**What you have to do**
Exactly as written, output each record given below.

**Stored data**
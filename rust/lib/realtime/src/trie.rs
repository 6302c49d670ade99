use std::collections::HashMap;
use std::sync::RwLock;

/// A thread-safe trie mapping listener patterns to values.
///
/// Patterns use `/` as the level separator. A `+` segment matches exactly
/// one level, so a child-added listener on `post-likes/p1` registers as
/// `post-likes/p1/+` and matches the topic `post-likes/p1/alice`.
pub(crate) struct PatternTrie<T> {
    root: RwLock<Node<T>>,
}

struct Node<T> {
    children: HashMap<String, Node<T>>,
    wildcard: Option<Box<Node<T>>>,
    values: Vec<T>,
}

impl<T> Default for Node<T> {
    fn default() -> Self {
        Self {
            children: HashMap::new(),
            wildcard: None,
            values: Vec::new(),
        }
    }
}

impl<T: Clone> PatternTrie<T> {
    pub fn new() -> Self {
        Self {
            root: RwLock::new(Node::default()),
        }
    }

    pub fn insert(&self, pattern: &str, value: T) {
        let mut root = self.root.write().unwrap();
        let mut node = &mut *root;
        for segment in pattern.split('/') {
            node = if segment == "+" {
                &mut **node.wildcard.get_or_insert_with(Box::default)
            } else {
                node.children.entry(segment.to_string()).or_default()
            };
        }
        node.values.push(value);
    }

    /// All values whose pattern matches the concrete topic.
    pub fn matches(&self, topic: &str) -> Vec<T> {
        let root = self.root.read().unwrap();
        let segments: Vec<&str> = topic.split('/').collect();
        let mut results = Vec::new();
        root.collect(&segments, &mut results);
        results
    }

    /// Remove values at the exact pattern for which `predicate` holds.
    pub fn remove<F>(&self, pattern: &str, predicate: F) -> bool
    where
        F: Fn(&T) -> bool,
    {
        let mut root = self.root.write().unwrap();
        let mut node = &mut *root;
        for segment in pattern.split('/') {
            let next = if segment == "+" {
                node.wildcard.as_deref_mut()
            } else {
                node.children.get_mut(segment)
            };
            match next {
                Some(child) => node = child,
                None => return false,
            }
        }
        let before = node.values.len();
        node.values.retain(|v| !predicate(v));
        node.values.len() < before
    }
}

impl<T: Clone> Node<T> {
    fn collect(&self, segments: &[&str], results: &mut Vec<T>) {
        let Some((first, rest)) = segments.split_first() else {
            results.extend(self.values.iter().cloned());
            return;
        };
        if let Some(child) = self.children.get(*first) {
            child.collect(rest, results);
        }
        if let Some(wildcard) = &self.wildcard {
            wildcard.collect(rest, results);
        }
    }
}

#[cfg(test)]
mod tests {
    use super::*;

    #[test]
    fn exact_match() {
        let trie = PatternTrie::new();
        trie.insert("posts/p1", 1);
        assert_eq!(trie.matches("posts/p1"), vec![1]);
        assert!(trie.matches("posts/p2").is_empty());
        assert!(trie.matches("posts").is_empty());
    }

    #[test]
    fn wildcard_matches_one_level() {
        let trie = PatternTrie::new();
        trie.insert("post-likes/p1/+", 7);
        assert_eq!(trie.matches("post-likes/p1/alice"), vec![7]);
        assert!(trie.matches("post-likes/p1").is_empty());
        assert!(trie.matches("post-likes/p1/alice/x").is_empty());
        assert!(trie.matches("post-likes/p2/alice").is_empty());
    }

    #[test]
    fn exact_and_wildcard_both_match() {
        let trie = PatternTrie::new();
        trie.insert("a/b", 1);
        trie.insert("a/+", 2);
        trie.insert("+/b", 3);
        let mut got = trie.matches("a/b");
        got.sort();
        assert_eq!(got, vec![1, 2, 3]);
    }

    #[test]
    fn remove_by_predicate() {
        let trie = PatternTrie::new();
        trie.insert("notifications/bob/+", 1);
        trie.insert("notifications/bob/+", 2);

        assert!(trie.remove("notifications/bob/+", |v| *v == 1));
        assert_eq!(trie.matches("notifications/bob/n1"), vec![2]);
        assert!(!trie.remove("notifications/bob/+", |v| *v == 1));
        assert!(!trie.remove("never/+", |_| true));
    }
}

**Result for this exercise**
filename rust/lib/realtime/src/trie.rs
repository 6302c49d670ade99
use std::collections::HashMap;
use std::sync::RwLock;

/// A thread-safe trie mapping listener patterns to values.
///
/// Patterns use `/` as the level separator. A `+` segment matches exactly
/// one level, so a child-added listener on `post-likes/p1` registers as
/// `post-likes/p1/+` and matches the topic `post-likes/p1/alice`.
pub(crate) struct PatternTrie<T> {
    root: RwLock<Node<T>>,
}

struct Node<T> {
    children: HashMap<String, Node<T>>,
    wildcard: Option<Box<Node<T>>>,
    values: Vec<T>,
}

impl<T> Default for Node<T> {
    fn default() -> Self {
        Self {
            children: HashMap::new(),
            wildcard: None,
            values: Vec::new(),
        }
    }
}

impl<T: Clone> PatternTrie<T> {
    pub fn new() -> Self {
        Self {
            root: RwLock::new(Node::default()),
        }
    }

    pub fn insert(&self, pattern: &str, value: T) {
        let mut root = self.root.write().unwrap();
        let mut node = &mut *root;
        for segment in pattern.split('/') {
            node = if segment == "+" {
                &mut **node.wildcard.get_or_insert_with(Box::default)
            } else {
                node.children.entry(segment.to_string()).or_default()
            };
        }
        node.values.push(value);
    }

    /// All values whose pattern matches the concrete topic.
    pub fn matches(&self, topic: &str) -> Vec<T> {
        let root = self.root.read().unwrap();
        let segments: Vec<&str> = topic.split('/').collect();
        let mut results = Vec::new();
        root.collect(&segments, &mut results);
        results
    }

    /// Remove values at the exact pattern for which `predicate` holds.
    pub fn remove<F>(&self, pattern: &str, predicate: F) -> bool
    where
        F: Fn(&T) -> bool,
    {
        let mut root = self.root.write().unwrap();
        let mut node = &mut *root;
        for segment in pattern.split('/') {
            let next = if segment == "+" {
                node.wildcard.as_deref_mut()
            } else {
                node.children.get_mut(segment)
            };
            match next {
                Some(child) => node = child,
                None => return false,
            }
        }
        let before = node.values.len();
        node.values.retain(|v| !predicate(v));
        node.values.len() < before
    }
}

impl<T: Clone> Node<T> {
    fn collect(&self, segments: &[&str], results: &mut Vec<T>) {
        let Some((first, rest)) = segments.split_first() else {
            results.extend(self.values.iter().cloned());
            return;
        };
        if let Some(child) = self.children.get(*first) {
            child.collect(rest, results);
        }
        if let Some(wildcard) = &self.wildcard {
            wildcard.collect(rest, results);
        }
    }
}

#[cfg(test)]
mod tests {
    use super::*;

    #[test]
    fn exact_match() {
        let trie = PatternTrie::new();
        trie.insert("posts/p1", 1);
        assert_eq!(trie.matches("posts/p1"), vec![1]);
        assert!(trie.matches("posts/p2").is_empty());
        assert!(trie.matches("posts").is_empty());
    }

    #[test]
    fn wildcard_matches_one_level() {
        let trie = PatternTrie::new();
        trie.insert("post-likes/p1/+", 7);
        assert_eq!(trie.matches("post-likes/p1/alice"), vec![7]);
        assert!(trie.matches("post-likes/p1").is_empty());
        assert!(trie.matches("post-likes/p1/alice/x").is_empty());
        assert!(trie.matches("post-likes/p2/alice").is_empty());
    }

    #[test]
    fn exact_and_wildcard_both_match() {
        let trie = PatternTrie::new();
        trie.insert("a/b", 1);
        trie.insert("a/+", 2);
        trie.insert("+/b", 3);
        let mut got = trie.matches("a/b");
        got.sort();
        assert_eq!(got, vec![1, 2, 3]);
    }

    #[test]
    fn remove_by_predicate() {
        let trie = PatternTrie::new();
        trie.insert("notifications/bob/+", 1);
        trie.insert("notifications/bob/+", 2);

        assert!(trie.remove("notifications/bob/+", |v| *v == 1));
        assert_eq!(trie.matches("notifications/bob/n1"), vec![2]);
        assert!(!trie.remove("notifications/bob/+", |v| *v == 1));
        assert!(!trie.remove("never/+", |_| true));
    }
}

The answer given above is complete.